Effetti immediati e futuri. Questa guerra devasta sempre più l'Africa
Attenti, perché i segnali ci sono tutti. E sono palesi come quando l’Onu e l’Oms, insieme a tante organizzazioni non governative, lanciavano gli allarmi sull’Occidente che riusciva a garantirsi la protezione vaccinale contro il Covid e l’Africa invece annaspava nelle donazioni una tantum dei Paesi ricchi o rivendicava il diritto a violare i brevetti e fabbricarsi da sola le dosi. Oggi il 'nuovo Covid', meno totalizzante, ma altrettanto devastante e soprattutto indotto, si chiama 'grano', oppure 'energia'. Diversi nomi, diverse facce di una crisi che porterà il mondo dall’inflazione fuori controllo alla nuova recessione.
E quei segnali, da giorni, si colgono proprio nel cuore ferito dell’Africa. In Ghana la gente affamata è scesa nelle piazze di Accra per scontrarsi con la polizia. Che non ha risparmiato manganellate e candelotti di gas lacrimogeno e urticante. Nel Malawi come in altri Paesi con le economie tenute insieme dai cerotti, il prezzo del carburante è aumentato geometricamente. In poche settimane la benzina a Lilongwe è schizzata all’equivalente di due euro e mezzo. Non circolano auto, se non quelle dei militari, dei ricchi o dei politici: la distinzione tra i quali, a quelle latitudini, è sempre difficile da fare. Nella ricca (di petrolio) Nigeria succede la stessa cosa. La povertà galoppa ovunque, come la fame. Nel Corno d’Africa le Nazioni Unite prima hanno ridotto le razioni di aiuti alimentari, poi in alcuni casi le hanno dovute sospendere.
L’equazione è elementare: a parità di denaro disponile, la somma che un tempo consentiva di comprare quattro chili di farina, oggi ne fa reperire meno della metà. Con la reazione a catena e l’effetto domino che ne consegue. Le stesse 'economie del calmiere sul pane', per esempio quella egiziana e di altri Paesi sulle rive del Nilo, stanno tenendo sotto controllo gli animi, ma con difficoltà. Prima di questa crisi, innescata dal conflitto ucraino e dalla chiusura dei porti (anche) del grano, a Khartum - ancora sulle rive dello Nilo - si moriva già in piazza per il pane e per invocare il ritorno di un dittatore che aveva governato con le pagnotte, la finta devozione ai princìpi del Corano e i miliziani. Costui si chiama Omar el-Bashir: lo stanno processando per i crimini contro l’umanità commessi. O, almeno, dovrebbero farlo.
Tornando però ai giorni nostri, nei quali i segnali sono già stati messi in luce anche si queste pagine da diversi osservatori, che parlano apertamente della nuova bomba della fame africana, il problema rischia veramente di diventare devastante.
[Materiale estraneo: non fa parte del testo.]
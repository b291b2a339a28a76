//! Gouraud shading: a triangle with one color per vertex.
//!
//! The triangle is described by the basis `(P0 - P2, P1 - P2)` anchored at
//! `P2`. Mapping a pixel center into that basis gives barycentric weights
//! `(u, v)`, and the color is `C2 + (C0 - C2)*u + (C1 - C2)*v`.
//!
//! Along a row `u` and `v` change by the constant amounts `inv.a` and
//! `inv.b`, so the row is produced by adding one color derivative per pixel
//! instead of evaluating the map again. This relies on the context staying
//! fixed while a row is shaded, which holds because a draw binds the
//! context once before scanning begins.

use crate::basics::Point;
use crate::color::{Color, Pixel};
use crate::shader::{Shader, ShaderContext};
use crate::trans_affine::AffineTransform;

// ============================================================================
// TriGradientShader
// ============================================================================

/// Barycentric color interpolation over a triangle.
#[derive(Debug, Clone)]
pub struct TriGradientShader {
    /// `None` for a zero-area triangle; such a shader never binds.
    ctx: Option<ShaderContext>,
    base: Color,
    d0: Color,
    d1: Color,
    opaque: bool,
}

impl TriGradientShader {
    pub fn new(pts: [Point; 3], colors: [Color; 3]) -> Self {
        let basis = AffineTransform::from_basis(pts[0] - pts[2], pts[1] - pts[2], pts[2]);
        Self {
            ctx: ShaderContext::new(basis),
            base: colors[2],
            d0: colors[0] - colors[2],
            d1: colors[1] - colors[2],
            opaque: colors.iter().all(Color::is_opaque),
        }
    }
}

impl Shader for TriGradientShader {
    fn is_opaque(&self) -> bool {
        self.opaque
    }

    fn set_context(&mut self, ctm: &AffineTransform) -> bool {
        match self.ctx.as_mut() {
            Some(ctx) => ctx.update(ctm),
            None => false,
        }
    }

    fn shade_row(&mut self, x: i32, y: i32, row: &mut [Pixel]) {
        let Some(ctx) = self.ctx.as_ref() else {
            row.fill(Pixel::TRANSPARENT);
            return;
        };
        let inv = ctx.inverse();
        let uv = ctx.map_center(x, y);
        let mut color = self.base + self.d0 * uv.x + self.d1 * uv.y;
        let step = self.d0 * inv.a + self.d1 * inv.b;
        for px in row.iter_mut() {
            *px = color.pinned().to_pixel();
            color = color + step;
        }
    }
}

// ============================================================================
// Tests
// ============================================================================
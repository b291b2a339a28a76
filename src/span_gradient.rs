//! Linear gradient shaders.
//!
//! A gradient is split in two halves, as in a classic span generator:
//!
//! - the geometry, shared by every gradient: a unit space in which `p0` is
//!   `(0, 0)` and `p1` is `(1, 0)`, so the gradient parameter of a pixel is
//!   the x coordinate of its center mapped into that space, folded by the
//!   [`TileMode`];
//! - the color function ([`ColorRamp`]) turning that parameter into a color.
//!
//! Three ramps exist: [`UniformStops`] (N evenly spaced colors),
//! [`PositionedStops`] (N colors at explicit positions) and [`TwoStops`].

use crate::basics::Point;
use crate::color::{Color, Pixel};
use crate::error::RenderError;
use crate::shader::{Shader, ShaderContext, TileMode};
use crate::trans_affine::AffineTransform;

// ============================================================================
// ColorRamp trait
// ============================================================================

/// Maps a tiled gradient parameter in `[0, 1)` to an unpremultiplied color.
pub trait ColorRamp {
    fn color_at(&self, t: f32) -> Color;

    /// True when every color of the ramp is opaque.
    fn is_opaque(&self) -> bool;
}

fn all_opaque(colors: &[Color]) -> bool {
    colors.iter().all(|c| c.is_opaque())
}

fn deltas(colors: &[Color]) -> Vec<Color> {
    colors.windows(2).map(|w| w[1] - w[0]).collect()
}

// ============================================================================
// Ramps
// ============================================================================

/// Two colors: `c0 + (c1 - c0) * t`.
#[derive(Debug, Clone, Copy, PartialEq)]
pub struct TwoStops {
    c0: Color,
    delta: Color,
    opaque: bool,
}

impl TwoStops {
    pub fn new(c0: Color, c1: Color) -> Self {
        Self {
            c0,
            delta: c1 - c0,
            opaque: c0.is_opaque() && c1.is_opaque(),
        }
    }
}

impl ColorRamp for TwoStops {
    #[inline]
    fn color_at(&self, t: f32) -> Color {
        self.c0 + self.delta * t
    }

    fn is_opaque(&self) -> bool {
        self.opaque
    }
}

/// N colors spread evenly over `[0, 1]`.
#[derive(Debug, Clone, PartialEq)]
pub struct UniformStops {
    colors: Vec<Color>,
    deltas: Vec<Color>,
    opaque: bool,
}

impl UniformStops {
    pub fn new(colors: &[Color]) -> Result<Self, RenderError> {
        if colors.is_empty() {
            return Err(RenderError::EmptyGradient);
        }
        let mut d = deltas(colors);
        if d.is_empty() {
            d.push(Color::TRANSPARENT);
        }
        Ok(Self {
            colors: colors.to_vec(),
            deltas: d,
            opaque: all_opaque(colors),
        })
    }
}

impl ColorRamp for UniformStops {
    #[inline]
    fn color_at(&self, t: f32) -> Color {
        let x = t * (self.colors.len() - 1) as f32;
        let i = (x as usize).min(self.deltas.len() - 1);
        self.colors[i] + self.deltas[i] * (x - i as f32)
    }

    fn is_opaque(&self) -> bool {
        self.opaque
    }
}

/// N colors at explicit, non-decreasing positions.
///
/// Parameters before the first position take the first color and those past
/// the last position take the last color.
#[derive(Debug, Clone, PartialEq)]
pub struct PositionedStops {
    colors: Vec<Color>,
    deltas: Vec<Color>,
    positions: Vec<f32>,
    /// `1 / (pos[i+1] - pos[i])`, or 0 for a zero-width segment.
    recips: Vec<f32>,
    opaque: bool,
}

impl PositionedStops {
    pub fn new(colors: &[Color], positions: &[f32]) -> Result<Self, RenderError> {
        if colors.len() != positions.len() {
            return Err(RenderError::PositionCountMismatch {
                colors: colors.len(),
                positions: positions.len(),
            });
        }
        if colors.len() < 2 {
            return Err(RenderError::EmptyGradient);
        }
        let sorted = positions.windows(2).all(|w| w[0] <= w[1]);
        if !sorted {
            return Err(RenderError::InvalidPositions);
        }
        let recips = positions
            .windows(2)
            .map(|w| {
                let width = w[1] - w[0];
                if width > 0.0 {
                    1.0 / width
                } else {
                    0.0
                }
            })
            .collect();
        Ok(Self {
            colors: colors.to_vec(),
            deltas: deltas(colors),
            positions: positions.to_vec(),
            recips,
            opaque: all_opaque(colors),
        })
    }

    /// Index of the last segment whose start is at or before `t`.
    #[inline]
    fn segment(&self, t: f32) -> usize {
        let interior = &self.positions[1..self.positions.len() - 1];
        interior.partition_point(|&p| p <= t)
    }
}

impl ColorRamp for PositionedStops {
    #[inline]
    fn color_at(&self, t: f32) -> Color {
        let last = self.positions.len() - 1;
        if t <= self.positions[0] {
            return self.colors[0];
        }
        if t >= self.positions[last] {
            return self.colors[last];
        }
        let i = self.segment(t);
        let local = (t - self.positions[i]) * self.recips[i];
        self.colors[i] + self.deltas[i] * local
    }

    fn is_opaque(&self) -> bool {
        self.opaque
    }
}

// ============================================================================
// LinearGradient
// ============================================================================

/// Matrix mapping the gradient unit space onto user space:
/// `(0,0) -> p0`, `(1,0) -> p1`, and `(0,1)` a quarter turn from `p1`.
pub fn gradient_matrix(p0: Point, p1: Point) -> AffineTransform {
    let d = p1 - p0;
    AffineTransform::from_basis(d, Point::new(-d.y, d.x), p0)
}

/// Linear gradient from `p0` to `p1` with color function `R`.
#[derive(Debug, Clone)]
pub struct LinearGradient<R> {
    ctx: ShaderContext,
    ramp: R,
    tile: TileMode,
}

/// N evenly spaced stops.
pub type UniformGradient = LinearGradient<UniformStops>;
/// N stops at explicit positions.
pub type PositionedGradient = LinearGradient<PositionedStops>;
/// Two stops.
pub type TwoStopGradient = LinearGradient<TwoStops>;

impl<R: ColorRamp> LinearGradient<R> {
    /// Fails with `SingularTransform` when `p0 == p1`.
    pub fn with_ramp(p0: Point, p1: Point, ramp: R, tile: TileMode) -> Result<Self, RenderError> {
        let ctx = ShaderContext::new(gradient_matrix(p0, p1)).ok_or(RenderError::SingularTransform)?;
        Ok(Self { ctx, ramp, tile })
    }

    pub fn ramp(&self) -> &R {
        &self.ramp
    }

    pub fn tile_mode(&self) -> TileMode {
        self.tile
    }
}

impl UniformGradient {
    pub fn new(p0: Point, p1: Point, colors: &[Color], tile: TileMode) -> Result<Self, RenderError> {
        Self::with_ramp(p0, p1, UniformStops::new(colors)?, tile)
    }
}

impl PositionedGradient {
    pub fn new(
        p0: Point,
        p1: Point,
        colors: &[Color],
        positions: &[f32],
        tile: TileMode,
    ) -> Result<Self, RenderError> {
        Self::with_ramp(p0, p1, PositionedStops::new(colors, positions)?, tile)
    }
}

impl TwoStopGradient {
    pub fn new(p0: Point, p1: Point, c0: Color, c1: Color, tile: TileMode) -> Result<Self, RenderError> {
        Self::with_ramp(p0, p1, TwoStops::new(c0, c1), tile)
    }
}

impl<R: ColorRamp> Shader for LinearGradient<R> {
    fn is_opaque(&self) -> bool {
        self.ramp.is_opaque()
    }

    fn set_context(&mut self, ctm: &AffineTransform) -> bool {
        self.ctx.update(ctm)
    }

    fn shade_row(&mut self, x: i32, y: i32, row: &mut [Pixel]) {
        let tile = self.tile;
        let ramp = &self.ramp;
        let n = row.len();
        for (px, p) in row.iter_mut().zip(self.ctx.row_centers(x, y, n)) {
            *px = ramp.color_at(tile.tile_unit(p.x)).to_pixel();
        }
    }
}

// ============================================================================
// Tests
// ============================================================================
Anche perché la velocità di circolazione delle derrate e i tempi della reattività umanitaria in Africa sono terribilmente dilatati rispetto a quelli dell’Occidente. Gli analisti ritengono che la curva degli effetti sui prezzi degli eventi attuali - scarsità di rifornimenti di cereali, aumenti degli idrocarburi - in Europa occidentale potrebbe cominciare a tendere al basso già prima della fine dell’estate. Vedremo.
In Africa, invece, l’esplosione è stata e tende a restare impressionante, con un effetto moltiplicatore che per anni andrà a devastare le statistiche di sviluppo, fame e povertà. Contribuirà, cioè, ad aumentare quel 'gap' che la pandemia ha reso più evidente, riportando indietro le tabelle statistiche ai valori terrificanti della prima decade del nuovo secolo. Nel 2020 il 12% (dall’8,4% del 2019) della popolazione mondiale ha vissuto uno stato di grave insicurezza alimentare, circa 928 milioni di persone, 148 milioni in più rispetto al 2019. Poi è arrivata la pandemia e ora la guerra e l’ulteriore crisi delle commodities. Si è appena chiuso un G7 nei castelli dell’Alta Baviera, per il G20 si dovrà attendere novembre e l’unica incognita sembra essere la presenza o meno in Indonesia di Vladimir Putin. L’assenza di anche un solo intervento davvero urgente, per aiutare chi aiuta ad aiutare, è purtroppo drammatica certezza.